My stomach tightly knotted, I couldn’t believe what she was saying.
“You’re just scared. You don’t mean that.”
She couldn’t.
“I think I need to be alone.” She pulled her feet up and rose, standing over me. “I just don’t see how this will work. You want more than I can give you right now. More than me.” Where her face had shown emotion just moments ago, there wasn’t much showing anymore.
I scratched my head and gave my hair a frustrated pull. “What can I say to make you realize…”
“Just stop,” she said, and held up her hand. “I can’t. Don’t follow me. Go home.”
Then she walked away.
It was the right thing to do. How would I ever have made him truly happy? I was my mother’s child, born to leave. If anything, that morning had proven it.
And what about my dad? I’d be another woman he loved who abandoned him.
I called him after Vaughn finally pulled away to let him know I was going to be at the cabin for a few days, and that I was taking Monday and Tuesday off.
“Are you sure you’re okay, kid? You sound a little low.”
It was unlike me to mope, and I was in the middle of Mope-a-palooza. Even though I’d tried to sound normal, he easily picked up on it.
“I’m fine. I just want to spend some time out here. Clear my head.”
Avoid seeing Vaughn and changing my mind.
It was better for everyone if I took a step back for a few days.
After promising three more times I was fine, he told me to call if I needed anything.
Vaughn had sat on the dock for a while, then a while longer in the van, before he left. I didn’t get why he’d had the Astro out there anyway. Something must have been messed up again on the Escalade, and if he was going to be in the shop, I didn’t want to see him.
I was pitiful, not even fishing the whole time I was there. I lay in bed and cried like one of the girls I always swore I’d never be.
I did love him, but I loved him enough to want something better for him. Someone better. Someone who knew how to be the woman he wanted.
I’d miss him—miss everything—but I’d been alone before. I could handle it.
The hours ticked by.
Then the days did, too.
It was going to take time for things to get back to normal. For me to go back to the same old Mutt I was before him.
He’d move on.
Hell, he moved on with me pretty fast after Rachelle. He’d surely move on even faster from what we almost had. They’d been together for years. We’d only had the summer.
I tried to rationalize it that way. It was a summer fling, and I’d have to think of it like that. A falling star that burned out fast. A summer thunderstorm here and gone before we knew it, leaving damage in its wake. A bite on the line, that as cliché as it was, got away from us both.
I ignored calls from Sunny and Dean, but finally went home on Wednesday, taking the long way around town so I didn’t have to pass his house. I guessed that was just the way I’d be going into town for a while until I was sure I could handle not pulling into his drive.
Until I was confident I could keep my selfishness at bay.
Until I didn’t think about his hair when it was messy.
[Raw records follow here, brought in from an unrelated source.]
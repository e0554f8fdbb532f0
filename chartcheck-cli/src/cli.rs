//! CLI argument parsing using clap derive API
//!
//! Purely declarative: no side effects or I/O. Global image and chart flags
//! are applied on top of the loaded configuration by [`Cli::apply_overrides`].

use std::path::PathBuf;

use clap::{Args, Parser, Subcommand, ValueEnum};

use chartcheck_core::HarnessConfig;
use chartcheck_engine::driver::Suite;
use chartcheck_engine::Edition;

/// chartcheck -- deploy the scanning-engine chart and verify it end to end.
///
/// Use `chartcheck <COMMAND> --help` for subcommand details.
#[derive(Parser, Debug)]
#[command(name = "chartcheck", version, about, long_about = None)]
pub struct Cli {
    /// Path to the chartcheck.toml configuration file.
    #[arg(short, long, default_value = "chartcheck.toml")]
    pub config: PathBuf,

    /// Override log level (trace, debug, info, warn, error).
    #[arg(long, global = true)]
    pub log_level: Option<String>,

    /// Output format.
    #[arg(long, global = true, default_value = "text")]
    pub output: OutputFormat,

    /// Engine image to deploy.
    #[arg(long, global = true)]
    pub engine_img: Option<String>,

    /// Enterprise image to deploy.
    #[arg(long, global = true)]
    pub enterprise_img: Option<String>,

    /// Enterprise UI image to deploy.
    #[arg(long, global = true)]
    pub ui_img: Option<String>,

    /// Path to the chart under test.
    #[arg(long, global = true)]
    pub engine_chart_path: Option<String>,

    /// Keep namespaces and releases after the run.
    #[arg(long, global = true)]
    pub persist_chart: bool,

    #[command(subcommand)]
    pub command: Commands,
}

impl Cli {
    /// Apply command-line overrides; these win over file and environment.
    pub fn apply_overrides(&self, config: &mut HarnessConfig) {
        if let Some(level) = &self.log_level {
            config.general.log_level = level.clone();
        }
        if let Some(image) = &self.engine_img {
            config.images.engine = image.clone();
        }
        if let Some(image) = &self.enterprise_img {
            config.images.enterprise = image.clone();
        }
        if let Some(image) = &self.ui_img {
            config.images.ui = image.clone();
        }
        if let Some(path) = &self.engine_chart_path {
            config.chart.path = path.clone();
        }
        if self.persist_chart {
            config.chart.persist = true;
        }
    }
}

/// Supported output formats.
#[derive(Debug, Clone, Copy, ValueEnum)]
pub enum OutputFormat {
    /// Human-readable text output.
    Text,
    /// Machine-readable JSON.
    Json,
}

#[derive(Subcommand, Debug)]
pub enum Commands {
    /// Install the chart and verify every engine service.
    Deploy(DeployArgs),

    /// Install the chart with the enterprise UI and check its landing page.
    Ui(UiArgs),

    /// Wait until `anchore-cli system status` reports every service up.
    Status(StatusArgs),

    /// Run the built-in anchore-cli checks against a running API.
    Drive(DriveArgs),

    /// Manage configuration.
    Config(ConfigArgs),
}

// ---- deploy ----

#[derive(Debug, Clone, Copy, PartialEq, Eq, ValueEnum)]
pub enum EditionArg {
    Engine,
    Enterprise,
}

impl From<EditionArg> for Edition {
    fn from(arg: EditionArg) -> Self {
        match arg {
            EditionArg::Engine => Edition::Engine,
            EditionArg::Enterprise => Edition::Enterprise,
        }
    }
}

#[derive(Args, Debug)]
pub struct DeployArgs {
    /// Chart edition to deploy.
    pub edition: EditionArg,

    /// Scenario name used as namespace and release prefix.
    #[arg(long)]
    pub name: Option<String>,

    /// Skip the tox suite.
    #[arg(long)]
    pub short: bool,
}

// ---- ui ----

#[derive(Args, Debug)]
pub struct UiArgs {
    /// Scenario name used as namespace and release prefix.
    #[arg(long)]
    pub name: Option<String>,
}

// ---- status ----

#[derive(Args, Debug)]
pub struct StatusArgs {
    /// Engine API URL, e.g. http://localhost:8228/v1.
    #[arg(long)]
    pub url: String,

    /// Services that must report up (default: every engine service).
    #[arg(long, value_delimiter = ',')]
    pub services: Vec<String>,
}

// ---- drive ----

#[derive(Debug, Clone, Copy, PartialEq, Eq, ValueEnum)]
pub enum SuiteArg {
    All,
    Account,
    Image,
    System,
}

impl From<SuiteArg> for Suite {
    fn from(arg: SuiteArg) -> Self {
        match arg {
            SuiteArg::All => Suite::All,
            SuiteArg::Account => Suite::Account,
            SuiteArg::Image => Suite::Image,
            SuiteArg::System => Suite::System,
        }
    }
}

#[derive(Args, Debug)]
pub struct DriveArgs {
    /// Engine API URL.
    #[arg(long, default_value = "http://localhost:8228/v1")]
    pub url: String,

    /// Which checks to run.
    #[arg(default_value = "all")]
    pub suite: SuiteArg,
}

// ---- config ----

#[derive(Args, Debug)]
pub struct ConfigArgs {
    #[command(subcommand)]
    pub action: ConfigAction,
}

#[derive(Subcommand, Debug)]
pub enum ConfigAction {
    /// Validate the configuration file and report errors.
    Validate,
    /// Show the effective configuration (file + env overrides + flags + defaults).
    Show {
        /// Show only one section (general, images, chart, cluster, wait, cli, suite, driver).
        #[arg(long)]
        section: Option<String>,
    },
}

#[cfg(test)]
mod tests {
    use super::*;
    use clap::CommandFactory;

    #[test]
    fn test_cli_parse_deploy_engine() {
        let cli = Cli::try_parse_from(["chartcheck", "deploy", "engine"]).expect("parse succeeded");
        match cli.command {
            Commands::Deploy(args) => {
                assert_eq!(args.edition, EditionArg::Engine);
                assert!(args.name.is_none());
                assert!(!args.short, "short should default to false");
            }
            _ => panic!("expected Deploy command"),
        }
    }

    #[test]
    fn test_cli_parse_deploy_enterprise_short_named() {
        let cli = Cli::try_parse_from([
            "chartcheck",
            "deploy",
            "enterprise",
            "--name",
            "nightly",
            "--short",
        ])
        .expect("parse succeeded");
        match cli.command {
            Commands::Deploy(args) => {
                assert_eq!(Edition::from(args.edition), Edition::Enterprise);
                assert_eq!(args.name.as_deref(), Some("nightly"));
                assert!(args.short);
            }
            _ => panic!("expected Deploy command"),
        }
    }

    #[test]
    fn test_cli_parse_deploy_requires_edition() {
        assert!(Cli::try_parse_from(["chartcheck", "deploy"]).is_err());
        assert!(Cli::try_parse_from(["chartcheck", "deploy", "community"]).is_err());
    }

    #[test]
    fn test_cli_parse_ui() {
        let cli = Cli::try_parse_from(["chartcheck", "ui"]).expect("parse succeeded");
        assert!(matches!(cli.command, Commands::Ui(UiArgs { name: None })));
    }

    #[test]
    fn test_cli_parse_status_services() {
        let cli = Cli::try_parse_from([
            "chartcheck",
            "status",
            "--url",
            "http://localhost:8228/v1",
            "--services",
            "catalog,apiext",
        ])
        .expect("parse succeeded");
        match cli.command {
            Commands::Status(args) => {
                assert_eq!(args.url, "http://localhost:8228/v1");
                assert_eq!(args.services, vec!["catalog", "apiext"]);
            }
            _ => panic!("expected Status command"),
        }
    }

    #[test]
    fn test_cli_parse_status_requires_url() {
        assert!(Cli::try_parse_from(["chartcheck", "status"]).is_err());
    }

    #[test]
    fn test_cli_parse_drive_defaults() {
        let cli = Cli::try_parse_from(["chartcheck", "drive"]).expect("parse succeeded");
        match cli.command {
            Commands::Drive(args) => {
                assert_eq!(args.url, "http://localhost:8228/v1");
                assert_eq!(Suite::from(args.suite), Suite::All);
            }
            _ => panic!("expected Drive command"),
        }
    }

    #[test]
    fn test_cli_parse_drive_suite() {
        let cli = Cli::try_parse_from(["chartcheck", "drive", "image"]).expect("parse succeeded");
        match cli.command {
            Commands::Drive(args) => assert_eq!(args.suite, SuiteArg::Image),
            _ => panic!("expected Drive command"),
        }
    }

    #[test]
    fn test_cli_parse_config_show_section() {
        let cli = Cli::try_parse_from(["chartcheck", "config", "show", "--section", "wait"])
            .expect("parse succeeded");
        match cli.command {
            Commands::Config(config_args) => match config_args.action {
                ConfigAction::Show { section } => assert_eq!(section.as_deref(), Some("wait")),
                _ => panic!("expected Show action"),
            },
            _ => panic!("expected Config command"),
        }
    }

    #[test]
    fn test_cli_parse_global_flags_after_subcommand() {
        let cli = Cli::try_parse_from([
            "chartcheck",
            "deploy",
            "engine",
            "--engine-img",
            "docker.io/anchore/anchore-engine:dev",
            "--persist-chart",
            "--output",
            "json",
        ])
        .expect("parse succeeded");
        assert_eq!(cli.engine_img.as_deref(), Some("docker.io/anchore/anchore-engine:dev"));
        assert!(cli.persist_chart);
        assert!(matches!(cli.output, OutputFormat::Json));
    }

    #[test]
    fn test_overrides_win_over_config() {
        let cli = Cli::try_parse_from([
            "chartcheck",
            "--log-level",
            "debug",
            "--ui-img",
            "ui:dev",
            "--engine-chart-path",
            "/charts/anchore-engine",
            "--persist-chart",
            "ui",
        ])
        .expect("parse succeeded");
        let mut config = HarnessConfig::default();
        let engine_before = config.images.engine.clone();
        cli.apply_overrides(&mut config);

        assert_eq!(config.general.log_level, "debug");
        assert_eq!(config.images.ui, "ui:dev");
        assert_eq!(config.images.engine, engine_before);
        assert_eq!(config.chart.path, "/charts/anchore-engine");
        assert!(config.chart.persist);
    }

    #[test]
    fn test_cli_parse_custom_config_path() {
        let cli = Cli::try_parse_from(["chartcheck", "-c", "/custom/chartcheck.toml", "ui"])
            .expect("parse succeeded");
        assert_eq!(cli.config, PathBuf::from("/custom/chartcheck.toml"));
    }

    #[test]
    fn test_cli_parse_missing_command_fails() {
        assert!(Cli::try_parse_from(["chartcheck"]).is_err());
    }

    #[test]
    fn test_cli_verify_command_structure() {
        let cmd = Cli::command();
        assert_eq!(cmd.get_name(), "chartcheck");

        let subcommands: Vec<_> = cmd.get_subcommands().map(|s| s.get_name()).collect();
        for expected in ["deploy", "ui", "status", "drive", "config"] {
            assert!(
                subcommands.contains(&expected),
                "should have '{expected}' subcommand"
            );
        }
    }
}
Or his hands and what they could do. Or the way his voice sounded commanding and tender at the same time in my ear. Or, more importantly, that he’d said he loved me, too.
I still didn’t go to work though; instead, I found myself in the shed working on lures and getting beyond caught up on orders. I made dozens to have on hand.
Then, when I was finally tired enough, I was content to fall dead asleep. Instead of lying in bed reliving the passion and time we’d shared, I climbed under the blankets and closed my puffy eyes. Sleep came fast.
It didn’t matter.
I fell asleep quickly only to be cruelly reminded of him in my dreams.
I woke up on Thursday, after surrendering to the thought of him all night, deciding I had to start moving.
Work needed me.
My dad needed me.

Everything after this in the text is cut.